The overall risk appetite is set by the Board, with portfolio risk managed by JRCM within prescribed limits. This involves careful assessment of the nature and level of risk within the portfolio using qualitative and quantitative methods. The JRCM Investment Committee meets regularly to review overall investment performance, portfolio exposure and significant new investments.
|
Market risk
RIT invests in a number of asset categories including stocks, equity funds, private investments, absolute return and credit, real assets, government bonds and derivatives. The portfolio is therefore exposed to the risk that the fair value of these investments will fluctuate because of changes in market prices.
Consistent with the Investment Policy, the Group invests globally in assets denominated in currencies other than sterling as well as adjusting currency exposure to either seek to hedge and/or enhance returns. This approach exposes the portfolio to currency risk as a result of changes in exchange rates.
In addition, the Group is exposed to the direct and indirect impact of changes in interest rates.
|
The Group has a widely diversified investment portfolio which significantly reduces the exposure to individual asset price risk. Detailed portfolio valuations and exposure analysis are prepared regularly, and form the basis for the ongoing risk management and investment decisions. In addition, regular scenario analysis is undertaken to assess likely downside risks and sensitivity to broad market changes, as well as assessing the underlying correlations amongst the separate asset classes.

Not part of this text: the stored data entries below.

//! Removal of sign-encoded target leakage.
//!
//! A negative Quantity or TotalPrice is how a return is recorded, so the
//! signed basket totals give the label away. Only their magnitudes move on.

use returns_core::{BasketTable, GuardedMagnitudes, Order};
use tracing::debug;

/// Replaces signed basket totals with magnitudes and derives Diversity.
#[derive(Debug, Clone, Copy, Default)]
pub struct LeakageGuard;

impl LeakageGuard {
    /// Magnitudes for one order.
    pub fn magnitudes(order: &Order) -> GuardedMagnitudes {
        let abs_basket_size = order.basket_size.map(i64::unsigned_abs);
        let diversity = match (order.unique_products, abs_basket_size) {
            (Some(unique), Some(size)) if size > 0 => Some(unique as f64 / size as f64),
            _ => None,
        };

        GuardedMagnitudes {
            abs_basket_size,
            abs_total_value: order.total_value.map(f64::abs),
            diversity,
        }
    }

    pub fn apply(&self, mut table: BasketTable) -> BasketTable {
        let mut empty_baskets = 0usize;
        for row in &mut table.rows {
            row.magnitudes = Self::magnitudes(&row.order);
            if row.magnitudes.abs_basket_size == Some(0) {
                empty_baskets += 1;
            }
        }
        debug!(empty_baskets, "Leakage guard applied");
        table
    }
}

#[cfg(test)]
mod tests {
    use super::*;
    use approx::assert_relative_eq;
    use returns_core::OrderKey;

    fn make_order(basket_size: Option<i64>, unique: Option<u32>, total_value: Option<f64>) -> Order {
        Order {
            key: OrderKey {
                invoice_no: "C536379".to_string(),
                customer_id: "14527".to_string(),
                country: "United Kingdom".to_string(),
            },
            item_count: 2,
            first_seen: 0,
            basket_size,
            unique_products: unique,
            avg_price: None,
            max_price: None,
            min_price: None,
            total_value,
            cheap_item_share: None,
            invoice_date: None,
            is_return: Some(true),
        }
    }

    #[test]
    fn test_negative_totals_become_magnitudes() {
        let m = LeakageGuard::magnitudes(&make_order(Some(-8), Some(2), Some(-27.5)));
        assert_eq!(m.abs_basket_size, Some(8));
        assert_relative_eq!(m.abs_total_value.unwrap(), 27.5);
        assert_relative_eq!(m.diversity.unwrap(), 0.25);
    }

    #[test]
    fn test_zero_net_basket_has_no_diversity() {
        let m = LeakageGuard::magnitudes(&make_order(Some(0), Some(2), Some(0.0)));
        assert_eq!(m.abs_basket_size, Some(0));
        assert_eq!(m.diversity, None);
    }

    #[test]
    fn test_missing_inputs_stay_missing() {
        let m = LeakageGuard::magnitudes(&make_order(None, Some(2), None));
        assert_eq!(m, GuardedMagnitudes::default());

        let m = LeakageGuard::magnitudes(&make_order(Some(4), None, Some(3.0)));
        assert_eq!(m.abs_basket_size, Some(4));
        assert_eq!(m.diversity, None);
    }

    #[test]
    fn test_extreme_quantity_does_not_overflow() {
        let m = LeakageGuard::magnitudes(&make_order(Some(i64::MIN), Some(1), None));
        assert_eq!(m.abs_basket_size, Some(i64::MIN.unsigned_abs()));
    }
}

Exposure management is undertaken with a variety of techniques including using equity index futures and options to hedge or to increase equity exposure depending on overall macroeconomic and market views.
Currency exposure is managed via an overlay strategy, typically using a combination of currency forwards and/or options to adjust the natural currency of the investments in order to achieve a desired net exposure. The geographic revenue breakdown for stocks as well as correlations with other asset classes are also considered as part of our hedging strategy.
|
Liquidity risk
Liquidity risk is the risk that the Group will have difficulty in meeting its obligations in respect of financial liabilities as they fall due.
The Group has significant investments in and commitments to direct private investments and funds which are inherently illiquid. In addition, the Group holds investments with other third-party organisations which may require notice periods in order to be realised. Capital commitments could, in theory, be drawn within minimal notice. In addition, the Group may be required to provide additional margin to support derivative financial instruments. |
The Group manages its liquid resources to ensure sufficient cash is available to meet its expected needs. It monitors the level of short-term funding, and balances the need for access to such funding and liquidity, with the long-term funding needs of the Group, and the desire to achieve investment returns. Covenants embedded within the banking facilities and long-term notes are monitored on an ongoing basis for compliance, and form part of the regular stress tests.
In addition, existing cash reserves, as well as the significant liquidity that could be realised from the sale or redemption of portfolio investments and undrawn, committed borrowings, could all be utilised to meet short-term funding requirements if necessary. As a closed-ended company, there is no requirement to maintain liquidity to service investor redemptions.
As Depositary, BNP Paribas Securities Services (BNP) has separate responsibilities in monitoring the Company's cash flow.
|
Credit risk
Credit risk is the risk that a counterparty to a financial instrument held by the Group will fail to meet an obligation which could result in a loss to the Group.
Certain investments held within the absolute return and credit portfolio are exposed to credit risk, including in relation to underlying positions held by funds.
Substantially all of the listed portfolio investments capable of being held in safe custody, are held by BNP as custodian and depositary. Bankruptcy or insolvency of BNP may cause the Group's rights with respect to securities held by BNP to be delayed.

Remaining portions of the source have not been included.